The reading list for scientific programmer [closed]
Solution 1:
At some stage you're going to need floating point arithmetic. It's hard to do it well, less hard to do it competently, and easy to do it badly. This paper is a must read:
What Every Computer Scientist Should Know About Floating-Point Arithmetic
Solution 2:
I thoroughly recommend
Scientific and Engineering C++: An Introduction with Advanced Techniques and Examples by Barton and Nackman
Don't be put off by its age, it's excellent. Numerical Recipes in your favourite language (so long as it is C,C++ or Fortran) is compendious, and excellent for learning from, not always the best algorithms for each problem.
I also like
Parallel Scientific Computing in C++ and MPI: A Seamless Approach to Parallel Algorithms and their Implementation by Karniadakis
The sooner you start parallel computing the better.
Solution 3:
My first suggestion is that you look at the top 5 universities for your specific field, look at what they're teaching and what the professors are using for research. That's how you can discover the relevant language/approach.
Also have a look at this stackoverflow question ("practices-for-programming-in-a-scientific-environment").
You're doing statistical/finance modeling? I use R in that field myself, and it is quickly becoming the standard for statistical analysis, especially in the social sciences, but in finance as well (see, for instance, http://rinfinance.com). Matlab is probably still more widely used in industry, but I have the sense that this may be changing. I would only fall back to C++ as a last resort if performance is a major factor.

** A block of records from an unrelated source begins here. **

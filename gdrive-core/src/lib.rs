mod client;

pub use client::{DriveClient, DriveError, DriveFile, EntryKind, FOLDER_MIME_TYPE, FileList};
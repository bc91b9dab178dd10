use std::path::PathBuf;

use anyhow::Context;
use gdrive_core::DriveClient;
use gdrive_mirror::config::MirrorConfig;
use gdrive_mirror::logging;
use gdrive_mirror::sync::calendar::Cursor;
use gdrive_mirror::sync::engine::SyncEngine;
use gdrive_mirror::sync::materializer::TransferClient;

#[derive(Debug, Clone, PartialEq, Eq)]
enum CliMode {
    Run { root: Option<PathBuf> },
    Help,
}

fn parse_cli_mode<I>(args: I) -> anyhow::Result<CliMode>
where
    I: IntoIterator<Item = String>,
{
    let mut root = None;
    for arg in args.into_iter().skip(1) {
        match arg.as_str() {
            "--help" | "-h" => return Ok(CliMode::Help),
            other if other.starts_with('-') => anyhow::bail!("unknown argument: {other}"),
            other => {
                if root.is_some() {
                    anyhow::bail!("unexpected extra argument: {other}");
                }
                root = Some(PathBuf::from(other));
            }
        }
    }
    Ok(CliMode::Run { root })
}

// Single-threaded runtime: the walk is sequential, and the local UTC offset
// can only be read while the process has one thread.
#[tokio::main(flavor = "current_thread")]
async fn main() -> anyhow::Result<()> {
    dotenvy::dotenv().ok();
    let root = match parse_cli_mode(std::env::args())? {
        CliMode::Help => {
            println!("Usage: gdrive-mirror [ROOT]");
            println!("  ROOT   Local archive directory (default: $GDRIVE_MIRROR_DIR)");
            return Ok(());
        }
        CliMode::Run { root } => root,
    };
    let today = Cursor::today();
    logging::init();

    let config = MirrorConfig::from_env(root)?;
    let drive = DriveClient::with_base_url(&config.api_base_url, config.api_key.clone())
        .context("invalid GDRIVE_API_BASE_URL")?;
    let transfer = TransferClient::new(drive.clone()).with_policy(config.status_policy);
    let engine = SyncEngine::new(drive, transfer, config.local_root, config.root_folder_id);

    engine
        .run_from(today)
        .await
        .into_result()
        .context("archive sync aborted")?;
    Ok(())
}

#[cfg(test)]
mod tests {
    use super::*;

    fn args(list: &[&str]) -> Vec<String> {
        list.iter().map(|s| s.to_string()).collect()
    }

    #[test]
    fn parse_cli_mode_defaults_to_run_without_root() {
        let mode = parse_cli_mode(args(&["gdrive-mirror"])).unwrap();
        assert_eq!(mode, CliMode::Run { root: None });
    }

    #[test]
    fn parse_cli_mode_takes_positional_root() {
        let mode = parse_cli_mode(args(&["gdrive-mirror", "/srv/archive"])).unwrap();
        assert_eq!(
            mode,
            CliMode::Run {
                root: Some(PathBuf::from("/srv/archive"))
            }
        );
    }

    #[test]
    fn parse_cli_mode_supports_help() {
        let mode = parse_cli_mode(args(&["gdrive-mirror", "--help"])).unwrap();
        assert_eq!(mode, CliMode::Help);
    }

    #[test]
    fn parse_cli_mode_rejects_unknown_flags_and_extra_args() {
        assert!(parse_cli_mode(args(&["gdrive-mirror", "--verbose"])).is_err());
        assert!(parse_cli_mode(args(&["gdrive-mirror", "/a", "/b"])).is_err());
    }
}
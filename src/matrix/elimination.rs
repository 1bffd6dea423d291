//! Row-reduction algorithms, written once against [`GenElement`].
//!
//! Pivots are chosen as the first entry that is not `is_zero()`: the element
//! type alone decides what counts as zero (exact for `f64`, structural for
//! symbolic expressions), so no magnitude ordering is required.

use log::{debug, trace};

use crate::error::MatrixError;
use crate::matrix::matrix::{Elimination, Matrix};
use crate::matrix::matrix_gen::{GenElement, MatrixGen};

fn require_square<T>(m: &MatrixGen<T>) -> Result<usize, MatrixError> {
    if m.rows != m.cols {
        return Err(MatrixError::NotSquare {
            rows: m.rows,
            cols: m.cols,
        });
    }
    Ok(m.rows)
}

/// First row at or below `from` whose entry in `col` is not zero.
fn find_pivot_row<T: GenElement>(m: &MatrixGen<T>, col: usize, from: usize) -> Option<usize> {
    (from..m.rows).find(|&r| !m[(r, col)].is_zero())
}

/// Divide row `row` by its entry in `col`.
fn normalize_row<T: GenElement>(m: &mut MatrixGen<T>, row: usize, col: usize) {
    let pivot = m.at(row, col);
    if pivot.is_one() {
        return;
    }
    for k in 0..m.cols {
        m[(row, k)] = m.at(row, k) / pivot.clone();
    }
}

/// Clear column `col` in every row except `pivot_row`, which must hold a unit pivot.
fn eliminate_column<T: GenElement>(m: &mut MatrixGen<T>, pivot_row: usize, col: usize) {
    for r in 0..m.rows {
        if r == pivot_row {
            continue;
        }
        let factor = m.at(r, col);
        if factor.is_zero() {
            continue;
        }
        for k in 0..m.cols {
            m[(r, k)] = m.at(r, k) - factor.clone() * m.at(pivot_row, k);
        }
    }
}

pub(crate) fn gauss_jordan_inverse<T: GenElement>(
    matrix: &MatrixGen<T>,
) -> Result<MatrixGen<T>, MatrixError> {
    let n = require_square(matrix)?;

    let mut augmented = MatrixGen::new(n, 2 * n);
    for i in 0..n {
        for j in 0..n {
            augmented[(i, j)] = matrix.at(i, j);
        }
        augmented[(i, n + i)] = T::one();
    }

    for i in 0..n {
        if augmented[(i, i)].is_zero() {
            let swap_row = match find_pivot_row(&augmented, i, i + 1) {
                Some(r) => r,
                None => {
                    debug!("inverse: no pivot in column {} of {}x{} matrix", i, n, n);
                    return Err(MatrixError::SingularMatrix);
                }
            };
            trace!("inverse: swapping rows {} and {}", i, swap_row);
            augmented.swap_rows(i, swap_row);
        }

        normalize_row(&mut augmented, i, i);
        eliminate_column(&mut augmented, i, i);
    }

    let mut inverse = MatrixGen::new(n, n);
    for i in 0..n {
        for j in 0..n {
            inverse[(i, j)] = augmented.at(i, j + n);
        }
    }
    Ok(inverse)
}

/// Gaussian elimination; a singular matrix yields `T::zero()`, not an error.
pub(crate) fn determinant<T: GenElement>(matrix: &MatrixGen<T>) -> Result<T, MatrixError> {
    let n = require_square(matrix)?;
    let mut mat = matrix.clone();
    let mut det = T::one();
    let mut negate = false;

    for i in 0..n {
        let pivot_row = match find_pivot_row(&mat, i, i) {
            Some(r) => r,
            None => {
                debug!("determinant: column {} is zero below the diagonal", i);
                return Ok(T::zero());
            }
        };
        if pivot_row != i {
            trace!("determinant: swapping rows {} and {}", i, pivot_row);
            mat.swap_rows(i, pivot_row);
            negate = !negate;
        }

        let pivot = mat.at(i, i);
        det = det * pivot.clone();

        for k in i + 1..n {
            let below = mat.at(k, i);
            if below.is_zero() {
                continue;
            }
            let factor = below / pivot.clone();
            for j in i..n {
                mat[(k, j)] = mat.at(k, j) - factor.clone() * mat.at(i, j);
            }
        }
    }

    if negate {
        det = T::zero() - det;
    }
    Ok(det)
}

pub(crate) fn reduced_row_echelon<T: GenElement>(matrix: &MatrixGen<T>) -> MatrixGen<T> {
    let mut m = matrix.clone();
    let mut lead = 0;

    for r in 0..m.rows {
        let found = loop {
            if lead >= m.cols {
                break None;
            }
            match find_pivot_row(&m, lead, r) {
                Some(i) => break Some(i),
                None => lead += 1,
            }
        };
        let Some(i) = found else {
            trace!("rref: columns exhausted at row {}", r);
            break;
        };

        m.swap_rows(i, r);
        normalize_row(&mut m, r, lead);
        eliminate_column(&mut m, r, lead);
        lead += 1;
    }

    m
}

/// Pivot columns of a matrix already in reduced row-echelon form, read off
/// row by row: the first non-zero entry of each row, if it is one.
pub(crate) fn pivot_columns<T: GenElement>(rref: &MatrixGen<T>) -> Vec<usize> {
    let mut pivots = vec![];
    let mut next_col = 0;

    for r in 0..rref.rows {
        let Some(c) = (next_col..rref.cols).find(|&c| !rref[(r, c)].is_zero()) else {
            break;
        };
        if !rref[(r, c)].is_one() {
            break;
        }
        pivots.push(c);
        next_col = c + 1;
    }
    pivots
}

pub(crate) fn kernel<T: GenElement>(matrix: &MatrixGen<T>) -> Vec<Vec<T>> {
    let rref = matrix.rref();
    let pivots = pivot_columns(&rref);

    (0..rref.cols)
        .filter(|c| !pivots.contains(c))
        .map(|free_col| {
            let mut v = vec![T::zero(); rref.cols];
            v[free_col] = T::one();
            for (row, &pivot_col) in pivots.iter().enumerate() {
                v[pivot_col] = T::zero() - rref.at(row, free_col);
            }
            v
        })
        .collect()
}

pub(crate) fn image<T: GenElement>(matrix: &MatrixGen<T>) -> Vec<Vec<T>> {
    pivot_columns(&matrix.rref())
        .into_iter()
        .map(|c| matrix.column(c))
        .collect()
}

pub(crate) fn rref_image<T: GenElement>(matrix: &MatrixGen<T>) -> Vec<Vec<T>> {
    let rref = matrix.rref();
    pivot_columns(&rref)
        .into_iter()
        .map(|c| rref.column(c))
        .collect()
}

// --------------------------------------------------
//                      TESTS
// --------------------------------------------------
use crate::error::SymbolicError;
use crate::rings::fraction::Fraction;
use crate::symbolic::expr::Expr;
use std::str::FromStr;

#[derive(Debug, Clone, PartialEq)]
enum Token {
    Number(String),
    Ident(String),
    Op(char),
}

fn tokenize(input: &str) -> Result<Vec<(usize, Token)>, SymbolicError> {
    let chars: Vec<char> = input.chars().collect();
    let mut tokens = vec![];
    let mut i = 0;

    while i < chars.len() {
        let c = chars[i];
        if c.is_whitespace() {
            i += 1;
        } else if c.is_ascii_digit() || c == '.' {
            let start = i;
            while i < chars.len() && (chars[i].is_ascii_digit() || chars[i] == '.') {
                i += 1;
            }
            tokens.push((start, Token::Number(chars[start..i].iter().collect())));
        } else if c.is_alphabetic() || c == '_' {
            let start = i;
            while i < chars.len() && (chars[i].is_alphanumeric() || chars[i] == '_') {
                i += 1;
            }
            tokens.push((start, Token::Ident(chars[start..i].iter().collect())));
        } else if "+-*/^()[],".contains(c) {
            tokens.push((i, Token::Op(c)));
            i += 1;
        } else {
            return Err(SymbolicError::Parse {
                position: i,
                message: format!("unexpected character `{}`", c),
            });
        }
    }
    Ok(tokens)
}

/// Deepest nesting of parentheses, signs, powers and calls accepted.
const MAX_DEPTH: usize = 128;

/// Recursive descent over
///
/// ```text
/// expr  := term (('+' | '-') term)*
/// term  := unary (('*' | '/') unary)*
/// unary := '-' unary | '+' unary | power
/// power := atom ('^' unary)?
/// atom  := number | ident | ident '(' args ')' | ident '[' args ']' | '(' expr ')'
/// ```
struct Parser {
    tokens: Vec<(usize, Token)>,
    pos: usize,
    end: usize,
    depth: usize,
}

impl Parser {
    fn peek(&self) -> Option<&Token> {
        self.tokens.get(self.pos).map(|(_, t)| t)
    }

    fn position(&self) -> usize {
        self.tokens.get(self.pos).map(|(p, _)| *p).unwrap_or(self.end)
    }

    fn error(&self, message: impl Into<String>) -> SymbolicError {
        SymbolicError::Parse {
            position: self.position(),
            message: message.into(),
        }
    }

    fn eat(&mut self, op: char) -> bool {
        if self.peek() == Some(&Token::Op(op)) {
            self.pos += 1;
            return true;
        }
        false
    }

    fn expect(&mut self, op: char) -> Result<(), SymbolicError> {
        if self.eat(op) {
            return Ok(());
        }
        Err(self.error(format!("expected `{}`", op)))
    }

    fn expr(&mut self) -> Result<Expr, SymbolicError> {
        let mut terms = vec![self.term()?];
        loop {
            if self.eat('+') {
                terms.push(self.term()?);
            } else if self.eat('-') {
                terms.push(-self.term()?);
            } else {
                return Ok(Expr::sum(terms));
            }
        }
    }

    fn term(&mut self) -> Result<Expr, SymbolicError> {
        let mut value = self.unary()?;
        loop {
            if self.eat('*') {
                value = value * self.unary()?;
            } else if self.eat('/') {
                value = value / self.unary()?;
            } else {
                return Ok(value);
            }
        }
    }

    /// Every recursive rule passes through here, so this bounds the stack.
    fn unary(&mut self) -> Result<Expr, SymbolicError> {
        if self.depth >= MAX_DEPTH {
            return Err(self.error("expression nested too deeply"));
        }
        self.depth += 1;
        let value = self.signed();
        self.depth -= 1;
        value
    }

    fn signed(&mut self) -> Result<Expr, SymbolicError> {
        if self.eat('-') {
            return Ok(-self.unary()?);
        }
        if self.eat('+') {
            return self.unary();
        }
        self.power()
    }

    fn power(&mut self) -> Result<Expr, SymbolicError> {
        let base = self.atom()?;
        if self.eat('^') {
            let exp = self.unary()?;
            return Ok(Expr::pow(base, exp));
        }
        Ok(base)
    }

    fn atom(&mut self) -> Result<Expr, SymbolicError> {
        let position = self.position();
        match self.tokens.get(self.pos).map(|(_, t)| t.clone()) {
            Some(Token::Number(text)) => {
                self.pos += 1;
                let value = Fraction::from_str(&text).map_err(|_| SymbolicError::Parse {
                    position,
                    message: format!("invalid number `{}`", text),
                })?;
                Ok(Expr::num(value))
            }
            Some(Token::Ident(name)) => {
                self.pos += 1;
                let close = if self.eat('(') {
                    ')'
                } else if self.eat('[') {
                    ']'
                } else {
                    return Ok(Expr::sym(name));
                };
                let mut args = vec![];
                if !self.eat(close) {
                    loop {
                        args.push(self.expr()?);
                        if self.eat(close) {
                            break;
                        }
                        self.expect(',')?;
                    }
                }
                Ok(Expr::call(name, args))
            }
            Some(Token::Op('(')) => {
                self.pos += 1;
                let inner = self.expr()?;
                self.expect(')')?;
                Ok(inner)
            }
            Some(Token::Op(op)) => Err(self.error(format!("unexpected `{}`", op))),
            None => Err(self.error("unexpected end of input")),
        }
    }
}

impl Expr {
    /// Parse infix text such as `3.0 / 2.0`, `x^2/(1 + x)` or `sqrt(8/9)`.
    /// Decimal literals are kept exact.
    pub fn parse(input: &str) -> Result<Expr, SymbolicError> {
        let mut parser = Parser {
            tokens: tokenize(input)?,
            pos: 0,
            end: input.chars().count(),
            depth: 0,
        };
        let value = parser.expr()?;
        if parser.pos != parser.tokens.len() {
            return Err(parser.error("trailing input"));
        }
        Ok(value)
    }
}

impl FromStr for Expr {
    type Err = SymbolicError;

    fn from_str(s: &str) -> Result<Self, SymbolicError> {
        Expr::parse(s)
    }
}

// --------------------------------------------------
//                      TESTS
// --------------------------------------------------
use crate::error::SymbolicError;
use crate::matrix::matrix_gen::RingElement;
use crate::symbolic::expr::Expr;
use num_traits::{One, Zero};
use std::collections::HashMap;
use std::fmt;
use std::ops;

/// Three components combined component-wise, so a `Vector3<T>` is itself a
/// matrix entry whenever `T` is.
///
/// Vectors form a ring but not a field: `(1, 0, 1)` is non-zero yet cannot be
/// divided by. Matrices of vectors therefore multiply but do not row-reduce.
///
/// ```compile_fail
/// use world_engine::{Elimination, Matrix, MatrixGen, Vector3};
///
/// let m = MatrixGen::from_list(vec![vec![Vector3::new(1.0, 0.0, 1.0)]]);
/// let _ = m.rref();
/// ```
#[derive(Debug, Clone, PartialEq)]
pub struct Vector3<T> {
    pub x: T,
    pub y: T,
    pub z: T,
}

impl<T: RingElement> Vector3<T> {
    pub fn new(x: T, y: T, z: T) -> Self {
        Vector3 { x, y, z }
    }

    pub fn splat(value: T) -> Self {
        Vector3::new(value.clone(), value.clone(), value)
    }

    pub fn cross(&self, rhs: &Vector3<T>) -> Vector3<T> {
        Vector3::new(
            self.y.clone() * rhs.z.clone() - self.z.clone() * rhs.y.clone(),
            self.z.clone() * rhs.x.clone() - self.x.clone() * rhs.z.clone(),
            self.x.clone() * rhs.y.clone() - self.y.clone() * rhs.x.clone(),
        )
    }

    pub fn dot(&self, rhs: &Vector3<T>) -> T {
        self.x.clone() * rhs.x.clone()
            + self.y.clone() * rhs.y.clone()
            + self.z.clone() * rhs.z.clone()
    }

    pub fn scale(&self, factor: &T) -> Vector3<T> {
        Vector3::new(
            self.x.clone() * factor.clone(),
            self.y.clone() * factor.clone(),
            self.z.clone() * factor.clone(),
        )
    }

    fn zip_with(self, rhs: Vector3<T>, f: impl Fn(T, T) -> T) -> Vector3<T> {
        Vector3::new(f(self.x, rhs.x), f(self.y, rhs.y), f(self.z, rhs.z))
    }
}

impl Vector3<Expr> {
    /// Position from distance `r(t)`, horizontal angle `theta(t)` and
    /// elevation `beta(t)`, all in radians.
    pub fn position_vector_approx(r: &Expr, theta: &Expr, beta: &Expr) -> Vector3<Expr> {
        let cos_beta = Expr::call("cos", vec![beta.clone()]);
        let sin_beta = Expr::call("sin", vec![beta.clone()]);
        let cos_theta = Expr::call("cos", vec![theta.clone()]);
        let sin_theta = Expr::call("sin", vec![theta.clone()]);

        Vector3::new(
            r.clone() * cos_beta.clone() * cos_theta,
            r.clone() * cos_beta * sin_theta,
            r.clone() * sin_beta,
        )
    }

    /// Velocity-aware form: the time derivative of
    /// [`Vector3::position_vector_approx`] with respect to `t`.
    pub fn position_vector(
        r: &Expr,
        theta: &Expr,
        beta: &Expr,
    ) -> Result<Vector3<Expr>, SymbolicError> {
        let cos_beta = Expr::call("cos", vec![beta.clone()]);
        let sin_beta = Expr::call("sin", vec![beta.clone()]);
        let cos_theta = Expr::call("cos", vec![theta.clone()]);
        let sin_theta = Expr::call("sin", vec![theta.clone()]);
        let r_dot = r.differentiate("t")?;
        let theta_dot = theta.differentiate("t")?;
        let beta_dot = beta.differentiate("t")?;

        let radial = Vector3::new(
            r_dot.clone() * cos_beta.clone() * cos_theta.clone(),
            r_dot.clone() * cos_beta.clone() * sin_theta.clone(),
            r_dot * sin_beta.clone(),
        );
        let azimuthal = Vector3::new(
            -(theta_dot.clone() * r.clone() * cos_beta.clone() * sin_theta.clone()),
            theta_dot * r.clone() * cos_beta.clone() * cos_theta.clone(),
            Expr::zero(),
        );
        let elevation = Vector3::new(
            -(beta_dot.clone() * r.clone() * sin_beta.clone() * cos_theta),
            -(beta_dot.clone() * r.clone() * sin_beta * sin_theta),
            beta_dot * r.clone() * cos_beta,
        );
        Ok(radial + azimuthal + elevation)
    }

    pub fn solve_at_time(&self, time: f64) -> Result<Vector3<f64>, SymbolicError> {
        let vars = HashMap::from([("t".to_string(), time)]);
        Ok(Vector3::new(
            self.x.evaluate(&vars)?,
            self.y.evaluate(&vars)?,
            self.z.evaluate(&vars)?,
        ))
    }

    /// Central difference `(f(t + dt/2) - f(t - dt/2)) / dt`.
    pub fn finite_central_difference(
        &self,
        time: f64,
        interval: f64,
    ) -> Result<Vector3<f64>, SymbolicError> {
        let ahead = self.solve_at_time(time + interval / 2.0)?;
        let behind = self.solve_at_time(time - interval / 2.0)?;
        Ok((ahead - behind).scale(&(1.0 / interval)))
    }
}

impl<T: RingElement> ops::Add for Vector3<T> {
    type Output = Vector3<T>;

    fn add(self, rhs: Vector3<T>) -> Vector3<T> {
        self.zip_with(rhs, |a, b| a + b)
    }
}

impl<T: RingElement> ops::Sub for Vector3<T> {
    type Output = Vector3<T>;

    fn sub(self, rhs: Vector3<T>) -> Vector3<T> {
        self.zip_with(rhs, |a, b| a - b)
    }
}

impl<T: RingElement> ops::Mul for Vector3<T> {
    type Output = Vector3<T>;

    fn mul(self, rhs: Vector3<T>) -> Vector3<T> {
        self.zip_with(rhs, |a, b| a * b)
    }
}

impl<T: RingElement> Zero for Vector3<T> {
    fn zero() -> Self {
        Vector3::splat(T::zero())
    }

    fn is_zero(&self) -> bool {
        self.x.is_zero() && self.y.is_zero() && self.z.is_zero()
    }
}

impl<T: RingElement> One for Vector3<T> {
    fn one() -> Self {
        Vector3::splat(T::one())
    }
}

impl<T: RingElement> std::iter::Sum<Vector3<T>> for Vector3<T> {
    fn sum<I: Iterator<Item = Vector3<T>>>(iter: I) -> Vector3<T> {
        iter.fold(Vector3::zero(), |acc, v| acc + v)
    }
}

impl<T: fmt::Display> fmt::Display for Vector3<T> {
    fn fmt(&self, f: &mut fmt::Formatter<'_>) -> fmt::Result {
        write!(f, "({}, {}, {})", self.x, self.y, self.z)
    }
}

// --------------------------------------------------
//                      TESTS
// --------------------------------------------------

Look at these related questions for help finding reading materials related to R:
- suitable-functional-language-for-scientific-statistical-computing
- books-for-learning-the-r-language
- what-can-be-done-in-r-that-cant-be-done-with-python-numpy-scipy
- r-for-finance-tutorials-resources
In terms of book recommendations related to statistics and finance, I still think that the best general option is David Ruppert's "Statistics and Finance" (you can find most of the R code here and the author's website has matlab code).
Lastly, if your scientific computing isn't statistical, then I actually think that Mathematica is the best tool. It seems to get very little mention amongst programmers, but it is the best tool for pure scientific research in my view. It has much better support for things like integration and partial differential equations that matlab. They have a nice list of books on the wolfram website.